Priced at Now at $60, Verified Solution

Have any Question?


Related Questions in Python

Environment setupthe first mini project will be based on

Environment Setup The first mini project will be based on Ladder Logic programming. We will be using Schneider Electric's IDE called SoMachine Basic to do the programming. The latest ver- sion of SoMachine Basic for Wind ...

Below zero - ice cream storethe local ice-cream store needs

Below Zero - ice cream store The local ice-cream store needs a new ordering system to improve customer service by streamlining the ordering process. The manager of the store has found that many orders are incorrect and s ...

Simple python traffic lightswrite a program that simulates

Simple Python (Traffic lights) Write a program that simulates a traffic light. The program lets the user select one of three lights: red, yellow, or green. When a radio button is selected, the light is turned on, and onl ...

Questionwhat is a python development frameworkgive 3

Question What is a python development framework? Give 3 examples python development framework used today. and explain which development framework is used in which industry.

Learning outcomes lo3 - research develop and document a

Learning Outcomes LO3 - Research, develop, and document a basic security policy, and analyse, record, and resolve all security incidents LO4 - Identify and assess the threats to, and vulnerabilities of networks Assessmen ...

Part i the assignment filesone of the most important

Part I: The Assignment Files One of the most important outcomes of this assignment is that you understand the importance of testing.
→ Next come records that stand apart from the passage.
//! Sync status, out-of-band notices, and local call errors.

use thiserror::Error;

use crate::remote::ErrorClass;

/// Where the coordinator currently stands relative to the remote store.
#[derive(Debug, Clone, Copy, PartialEq, Eq)]
pub enum SyncState {
  /// Nothing loaded yet.
  Unknown,
  /// A fetch is in flight.
  Syncing,
  /// The last remote read or write succeeded.
  Synced,
  /// The last operation fell back to the local cache.
  CachedOnly,
}

/// Broadcast notification raised when a background remote write fails.
///
/// The optimistic local state is already committed when one of these is
/// emitted; the UI uses it to show recovery instructions, never to roll
/// back.
#[derive(Debug, Clone)]
pub struct SyncNotice {
  pub classification: ErrorClass,
  pub message: String,
  /// Which operation failed, e.g. "update task".
  pub context: String,
}

/// Synchronous error returned by a coordinator call.
///
/// These cover bad input against the local tree; remote failures never
/// appear here (they arrive as a [`SyncNotice`]).
#[derive(Debug, Clone, Error, PartialEq, Eq)]
pub enum SyncError {
  #[error("no board with id {0}")]
  UnknownBoard(String),
  #[error("no group with id {0}")]
  UnknownGroup(String),
  #[error("no task with id {0}")]
  UnknownTask(String),
  #[error("invalid task update: {0}")]
  InvalidTask(String),
}
//! Structured remote-store error taxonomy.
//!
//! The store surfaces failures as PostgREST error bodies, HTTP statuses, or
//! plain transport errors. Classification happens here, once, so the rest of
//! the crate matches on variants instead of sniffing message strings.

use serde::Deserialize;
use thiserror::Error;

/// Error returned by every remote repository operation.
#[derive(Debug, Clone, Error)]
pub enum RemoteError {
  /// The remote schema is absent (tables never created, or dropped).
  #[error("remote schema not initialized: {0}")]
  NotInitialized(String),
  /// Authorization or row-level-security rejection.
  #[error("access denied by remote store: {0}")]
  AccessDenied(String),
  /// Transport-level failure: connect, timeout, DNS, or a 5xx.
  #[error("remote store unreachable: {0}")]
  Unreachable(String),
  /// Anything the other variants don't cover.
  #[error("remote store error: {0}")]
  Unknown(String),
}

/// Coarse classification carried on sync notices.
#[derive(Debug, Clone, Copy, PartialEq, Eq)]
pub enum ErrorClass {
  NotInitialized,
  AccessDenied,
  Unreachable,
  Unknown,
}

impl RemoteError {
  pub fn class(&self) -> ErrorClass {
    match self {
      RemoteError::NotInitialized(_) => ErrorClass::NotInitialized,
      RemoteError::AccessDenied(_) => ErrorClass::AccessDenied,
      RemoteError::Unreachable(_) => ErrorClass::Unreachable,
      RemoteError::Unknown(_) => ErrorClass::Unknown,
    }
  }
}

/// PostgREST error body.
#[derive(Debug, Default, Deserialize)]
pub struct ApiErrorBody {
  #[serde(default)]
  pub code: String,
  #[serde(default)]
  pub message: String,
}

/// Classify a non-success HTTP response.
///
/// The PostgREST `code` field is authoritative when present; the HTTP status
/// is the fallback.
pub fn classify_response(status: reqwest::StatusCode, body: ApiErrorBody) -> RemoteError {
  let detail = if body.message.is_empty() {
    format!("HTTP {}", status)
  } else {
    format!("{} ({})", body.message, status)
  };

  match body.code.as_str() {
    // PGRST205: table not found in schema cache. 42P01: undefined table.
    "PGRST205" | "42P01" => return RemoteError::NotInitialized(detail),
    // 42501: insufficient privilege (RLS). PGRST301: JWT rejected.
    "42501" | "PGRST301" => return RemoteError::AccessDenied(detail),
    _ => {}
  }

  if status == reqwest::StatusCode::UNAUTHORIZED || status == reqwest::StatusCode::FORBIDDEN {
    RemoteError::AccessDenied(detail)
  } else if status == reqwest::StatusCode::NOT_FOUND {
    RemoteError::NotInitialized(detail)
  } else if status.is_server_error() || status == reqwest::StatusCode::REQUEST_TIMEOUT {
    RemoteError::Unreachable(detail)
  } else {
    RemoteError::Unknown(detail)
  }
}

impl From<reqwest::Error> for RemoteError {
  fn from(err: reqwest::Error) -> Self {
    if err.is_connect() || err.is_timeout() || err.is_request() {
      RemoteError::Unreachable(err.to_string())
    } else {
      RemoteError::Unknown(err.to_string())
    }
  }
}

#[cfg(test)]
mod tests {
  use super::*;
  use reqwest::StatusCode;

  fn body(code: &str, message: &str) -> ApiErrorBody {
    ApiErrorBody {
      code: code.to_string(),
      message: message.to_string(),
    }
  }

  #[test]
  fn test_missing_table_code_wins_over_status() {
    let err = classify_response(StatusCode::NOT_FOUND, body("PGRST205", "no table"));
    assert_eq!(err.class(), ErrorClass::NotInitialized);
  }

  #[test]
  fn test_rls_rejection_is_access_denied() {
    let err = classify_response(StatusCode::UNAUTHORIZED, body("42501", "permission denied"));
    assert_eq!(err.class(), ErrorClass::AccessDenied);

    let err = classify_response(StatusCode::FORBIDDEN, ApiErrorBody::default());
    assert_eq!(err.class(), ErrorClass::AccessDenied);
  }

  #[test]
  fn test_server_error_is_unreachable() {
    let err = classify_response(StatusCode::BAD_GATEWAY, ApiErrorBody::default());
    assert_eq!(err.class(), ErrorClass::Unreachable);
  }

  #[test]
  fn test_other_statuses_are_unknown() {
    let err = classify_response(StatusCode::CONFLICT, body("23505", "duplicate key"));
    assert_eq!(err.class(), ErrorClass::Unknown);
  }
}
//! Snapshot storage trait and SQLite implementation.

use color_eyre::{eyre::eyre, Result};
use rusqlite::{params, Connection, OptionalExtension};
use std::collections::HashMap;
use std::path::{Path, PathBuf};
use std::sync::Mutex;

/// Trait for durable snapshot storage backends.
///
/// Entries are opaque serialized blobs under fixed logical keys; the
/// [`LocalCache`](super::LocalCache) layer owns serialization and failure
/// absorption.
pub trait SnapshotStorage: Send + Sync {
  /// Read the blob stored under `key`, if any.
  fn read(&self, key: &str) -> Result<Option<Vec<u8>>>;

  /// Atomically overwrite the blob stored under `key`.
  fn write(&self, key: &str, data: &[u8]) -> Result<()>;
}

impl<S: SnapshotStorage + ?Sized> SnapshotStorage for std::sync::Arc<S> {
  fn read(&self, key: &str) -> Result<Option<Vec<u8>>> {
    (**self).read(key)
  }

  fn write(&self, key: &str, data: &[u8]) -> Result<()> {
    (**self).write(key, data)
  }
}

impl<S: SnapshotStorage + ?Sized> SnapshotStorage for Box<S> {
  fn read(&self, key: &str) -> Result<Option<Vec<u8>>> {
    (**self).read(key)
  }

  fn write(&self, key: &str, data: &[u8]) -> Result<()> {
    (**self).write(key, data)
  }
}

/// In-memory storage used when persistence is disabled and in tests.
#[derive(Default)]
pub struct MemoryStorage {
  entries: Mutex<HashMap<String, Vec<u8>>>,
}

impl SnapshotStorage for MemoryStorage {
  fn read(&self, key: &str) -> Result<Option<Vec<u8>>> {
    let entries = self
      .entries
      .lock()
      .map_err(|e| eyre!("Lock poisoned: {}", e))?;
    Ok(entries.get(key).cloned())
  }

  fn write(&self, key: &str, data: &[u8]) -> Result<()> {
    let mut entries = self
      .entries
      .lock()
      .map_err(|e| eyre!("Lock poisoned: {}", e))?;
    entries.insert(key.to_string(), data.to_vec());
    Ok(())
  }
}

/// SQLite-backed snapshot storage.
pub struct SqliteStorage {
  conn: Mutex<Connection>,
}

impl SqliteStorage {
  /// Open (or create) the store at the default location.
  pub fn open() -> Result<Self> {
    Self::open_at(&Self::default_path()?)
  }

  /// Open (or create) the store at an explicit path.
  pub fn open_at(path: &Path) -> Result<Self> {
    // Ensure parent directory exists
    if let Some(parent) = path.parent() {
      std::fs::create_dir_all(parent)
        .map_err(|e| eyre!("Failed to create cache directory: {}", e))?;
    }

    let conn = Connection::open(path)
      .map_err(|e| eyre!("Failed to open cache database at {}: {}", path.display(), e))?;

    let storage = Self {
      conn: Mutex::new(conn),
    };
    storage.run_migrations()?;

    Ok(storage)
  }

  /// Get the default database path.
  fn default_path() -> Result<PathBuf> {
    let data_dir = dirs::data_dir()
      .or_else(|| dirs::home_dir().map(|p| p.join(".local/share")))
      .ok_or_else(|| eyre!("Could not determine data directory"))?;

    Ok(data_dir.join("expandix").join("cache.db"))
  }

  fn run_migrations(&self) -> Result<()> {
    let conn = self
      .conn
      .lock()
      .map_err(|e| eyre!("Lock poisoned: {}", e))?;

    conn
      .execute_batch(CACHE_SCHEMA)
      .map_err(|e| eyre!("Failed to run cache migrations: {}", e))?;

    Ok(())
  }
}

/// Schema for the snapshot table.
const CACHE_SCHEMA: &str = r#"
-- Last-known-good snapshots, one row per logical key
CREATE TABLE IF NOT EXISTS snapshot_cache (
    key TEXT PRIMARY KEY,
    data BLOB NOT NULL,
    cached_at TEXT NOT NULL DEFAULT (datetime('now'))
);
"#;

impl SnapshotStorage for SqliteStorage {
  fn read(&self, key: &str) -> Result<Option<Vec<u8>>> {
    let conn = self
      .conn
      .lock()
      .map_err(|e| eyre!("Lock poisoned: {}", e))?;

    conn
      .query_row(
        "SELECT data FROM snapshot_cache WHERE key = ?",
        params![key],
        |row| row.get(0),
      )
      .optional()
      .map_err(|e| eyre!("Failed to read snapshot {}: {}", key, e))
  }

  fn write(&self, key: &str, data: &[u8]) -> Result<()> {
    let conn = self
      .conn
      .lock()
      .map_err(|e| eyre!("Lock poisoned: {}", e))?;

    conn
      .execute(
        "INSERT OR REPLACE INTO snapshot_cache (key, data, cached_at)
         VALUES (?, ?, datetime('now'))",
        params![key, data],
      )
      .map_err(|e| eyre!("Failed to write snapshot {}: {}", key, e))?;

    Ok(())
  }
}

#[cfg(test)]
mod tests {
  use super::*;

  #[test]
  fn test_sqlite_overwrite_and_read_back() {
    let dir = tempfile::tempdir().unwrap();
    let storage = SqliteStorage::open_at(&dir.path().join("cache.db")).unwrap();

    assert_eq!(storage.read("k").unwrap(), None);
    storage.write("k", b"one").unwrap();
    storage.write("k", b"two").unwrap();
    assert_eq!(storage.read("k").unwrap(), Some(b"two".to_vec()));
  }

  #[test]
  fn test_sqlite_survives_reopen() {
    let dir = tempfile::tempdir().unwrap();
    let path = dir.path().join("cache.db");
    {
      let storage = SqliteStorage::open_at(&path).unwrap();
      storage.write("boards", b"[]").unwrap();
    }
    let storage = SqliteStorage::open_at(&path).unwrap();
    assert_eq!(storage.read("boards").unwrap(), Some(b"[]".to_vec()));
  }

  #[test]
  fn test_memory_storage_isolated_keys() {
    let storage = MemoryStorage::default();
    storage.write("a", b"1").unwrap();
    assert_eq!(storage.read("b").unwrap(), None);
    assert_eq!(storage.read("a").unwrap(), Some(b"1".to_vec()));
  }
}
This assignment will follow an iterative development cycle. That means you will write a ...

Question write a python program with a graphical user

Question: Write a python program with a graphical user interface that will allow a user to create a custom pizza which they wish to order. At minimum, the user should be able to choose the size of the pizza, the type of ...

Homework -this homework will have both a short written and

Homework - This homework will have, both a short written and coding assignment. The problems that are supposed to be written are clearly marked. 1) (Written) Make heuristics Describe two heuristics for the slide problem ...

The second task in this assignment is to create a python

The second task in this assignment is to create a Python program called pancakes.py that will determine the final order of a stack of pancakes after a series of flips.(PYTHON 3) Problem Task In this problem, your input w ...

Show times in tmus and seconds1 an associate grasps an oven

Show times in TMUs and seconds. 1. An associate grasps an oven door within reach and pulls it open 18 inches with the left hand (he does not relinquish control of the door). With a pan in the right hand, he carefully pos ...

  • 4,153,160 Questions Asked
  • 13,132 Experts
  • 2,558,936 Questions Answered

Ask Experts for help!!

Looking for Assignment Help?

Start excelling in your Courses, Get help with Assignment

Write us your full requirement for evaluation and you will receive response within 20 minutes turnaround time.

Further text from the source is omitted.